▸ **EXERCISE DETAILS**
Extract the lines from the first line of the records below through the line containing "the bit width.", inclusive, and reproduce them exactly as written.

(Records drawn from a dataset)

*** Block opens ***

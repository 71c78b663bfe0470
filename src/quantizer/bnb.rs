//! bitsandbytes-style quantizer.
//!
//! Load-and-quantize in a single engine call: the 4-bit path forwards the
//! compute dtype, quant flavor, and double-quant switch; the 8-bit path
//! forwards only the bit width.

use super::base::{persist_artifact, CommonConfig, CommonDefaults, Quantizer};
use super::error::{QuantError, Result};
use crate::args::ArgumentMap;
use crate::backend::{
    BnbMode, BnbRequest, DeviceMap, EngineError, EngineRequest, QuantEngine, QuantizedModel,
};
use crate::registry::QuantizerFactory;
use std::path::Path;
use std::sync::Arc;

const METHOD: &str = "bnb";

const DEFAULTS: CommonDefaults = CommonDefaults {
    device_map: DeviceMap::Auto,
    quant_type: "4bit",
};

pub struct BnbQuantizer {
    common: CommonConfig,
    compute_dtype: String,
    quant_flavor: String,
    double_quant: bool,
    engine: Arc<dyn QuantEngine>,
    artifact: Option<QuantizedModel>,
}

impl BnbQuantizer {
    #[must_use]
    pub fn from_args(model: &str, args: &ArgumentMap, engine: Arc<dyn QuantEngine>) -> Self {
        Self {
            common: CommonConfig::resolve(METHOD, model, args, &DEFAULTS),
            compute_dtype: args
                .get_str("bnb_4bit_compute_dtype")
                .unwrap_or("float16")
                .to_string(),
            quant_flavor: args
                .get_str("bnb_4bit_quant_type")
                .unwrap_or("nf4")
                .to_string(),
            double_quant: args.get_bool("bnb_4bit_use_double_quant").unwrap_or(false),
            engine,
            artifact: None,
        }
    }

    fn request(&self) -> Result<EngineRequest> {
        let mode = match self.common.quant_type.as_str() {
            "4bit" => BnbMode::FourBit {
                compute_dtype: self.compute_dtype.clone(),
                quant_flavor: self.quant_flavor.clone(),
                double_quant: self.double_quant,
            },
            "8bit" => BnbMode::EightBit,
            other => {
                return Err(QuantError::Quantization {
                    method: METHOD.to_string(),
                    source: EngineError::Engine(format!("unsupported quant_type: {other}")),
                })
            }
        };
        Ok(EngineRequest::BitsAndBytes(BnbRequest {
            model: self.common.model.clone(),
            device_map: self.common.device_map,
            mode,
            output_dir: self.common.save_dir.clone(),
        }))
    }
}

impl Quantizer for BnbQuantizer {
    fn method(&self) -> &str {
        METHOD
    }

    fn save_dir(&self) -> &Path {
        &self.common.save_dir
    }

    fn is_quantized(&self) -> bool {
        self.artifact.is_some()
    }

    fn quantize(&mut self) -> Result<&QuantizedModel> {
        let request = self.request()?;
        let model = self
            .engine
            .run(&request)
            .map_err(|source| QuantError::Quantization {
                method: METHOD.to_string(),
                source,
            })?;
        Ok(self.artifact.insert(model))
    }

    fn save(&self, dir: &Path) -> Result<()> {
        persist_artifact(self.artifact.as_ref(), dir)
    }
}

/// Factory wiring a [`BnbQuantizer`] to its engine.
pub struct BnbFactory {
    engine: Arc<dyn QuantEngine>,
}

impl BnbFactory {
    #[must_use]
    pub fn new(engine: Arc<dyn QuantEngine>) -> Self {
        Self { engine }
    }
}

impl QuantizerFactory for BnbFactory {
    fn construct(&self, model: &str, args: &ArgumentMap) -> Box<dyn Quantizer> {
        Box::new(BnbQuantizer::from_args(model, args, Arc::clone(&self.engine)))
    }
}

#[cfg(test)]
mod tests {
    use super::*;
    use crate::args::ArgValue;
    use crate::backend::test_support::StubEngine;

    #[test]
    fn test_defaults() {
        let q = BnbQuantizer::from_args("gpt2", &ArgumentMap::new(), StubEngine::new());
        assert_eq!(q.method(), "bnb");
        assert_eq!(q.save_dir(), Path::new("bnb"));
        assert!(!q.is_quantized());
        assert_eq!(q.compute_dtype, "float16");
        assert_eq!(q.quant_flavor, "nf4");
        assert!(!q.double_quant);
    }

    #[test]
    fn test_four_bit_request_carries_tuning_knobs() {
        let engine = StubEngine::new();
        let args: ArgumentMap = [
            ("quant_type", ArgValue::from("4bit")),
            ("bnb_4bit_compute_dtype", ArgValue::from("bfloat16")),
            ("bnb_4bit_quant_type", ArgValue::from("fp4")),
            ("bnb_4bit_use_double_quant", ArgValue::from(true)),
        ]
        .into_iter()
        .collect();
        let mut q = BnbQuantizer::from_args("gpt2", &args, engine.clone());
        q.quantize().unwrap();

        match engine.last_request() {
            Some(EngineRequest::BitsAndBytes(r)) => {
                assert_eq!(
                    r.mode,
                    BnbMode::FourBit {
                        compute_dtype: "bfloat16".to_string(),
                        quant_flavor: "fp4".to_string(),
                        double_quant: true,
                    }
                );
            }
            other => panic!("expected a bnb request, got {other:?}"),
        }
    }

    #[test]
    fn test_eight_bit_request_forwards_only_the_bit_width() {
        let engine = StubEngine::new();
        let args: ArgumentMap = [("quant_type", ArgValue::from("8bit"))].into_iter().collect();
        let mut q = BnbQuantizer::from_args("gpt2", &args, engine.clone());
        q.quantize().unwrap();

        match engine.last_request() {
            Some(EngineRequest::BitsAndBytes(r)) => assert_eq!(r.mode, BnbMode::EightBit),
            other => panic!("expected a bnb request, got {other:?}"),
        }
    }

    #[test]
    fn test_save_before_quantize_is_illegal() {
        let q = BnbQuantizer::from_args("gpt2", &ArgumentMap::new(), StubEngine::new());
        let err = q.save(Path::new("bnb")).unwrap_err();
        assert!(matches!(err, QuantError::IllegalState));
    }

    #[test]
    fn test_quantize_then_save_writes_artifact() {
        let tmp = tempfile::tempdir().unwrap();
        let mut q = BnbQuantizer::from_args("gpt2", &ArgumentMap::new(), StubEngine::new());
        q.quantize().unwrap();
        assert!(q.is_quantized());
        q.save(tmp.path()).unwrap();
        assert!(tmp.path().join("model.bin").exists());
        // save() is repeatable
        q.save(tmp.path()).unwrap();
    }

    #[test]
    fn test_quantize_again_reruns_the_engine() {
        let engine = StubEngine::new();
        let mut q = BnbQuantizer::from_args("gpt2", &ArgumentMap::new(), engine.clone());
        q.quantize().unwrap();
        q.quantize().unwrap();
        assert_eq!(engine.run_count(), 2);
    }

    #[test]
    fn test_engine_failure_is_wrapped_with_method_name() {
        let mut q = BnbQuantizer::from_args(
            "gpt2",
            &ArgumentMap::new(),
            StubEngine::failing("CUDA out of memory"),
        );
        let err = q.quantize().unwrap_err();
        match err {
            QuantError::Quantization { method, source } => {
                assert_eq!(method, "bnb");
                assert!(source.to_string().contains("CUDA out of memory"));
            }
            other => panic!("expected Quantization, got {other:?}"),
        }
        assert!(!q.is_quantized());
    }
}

*** Block closes ***

▸ **ANSWER TO THIS TASK**
repository 71c78b663bfe0470
filename src/quantizer/bnb.rs
//! bitsandbytes-style quantizer.
//!
//! Load-and-quantize in a single engine call: the 4-bit path forwards the
//! compute dtype, quant flavor, and double-quant switch; the 8-bit path
//! forwards only the bit width.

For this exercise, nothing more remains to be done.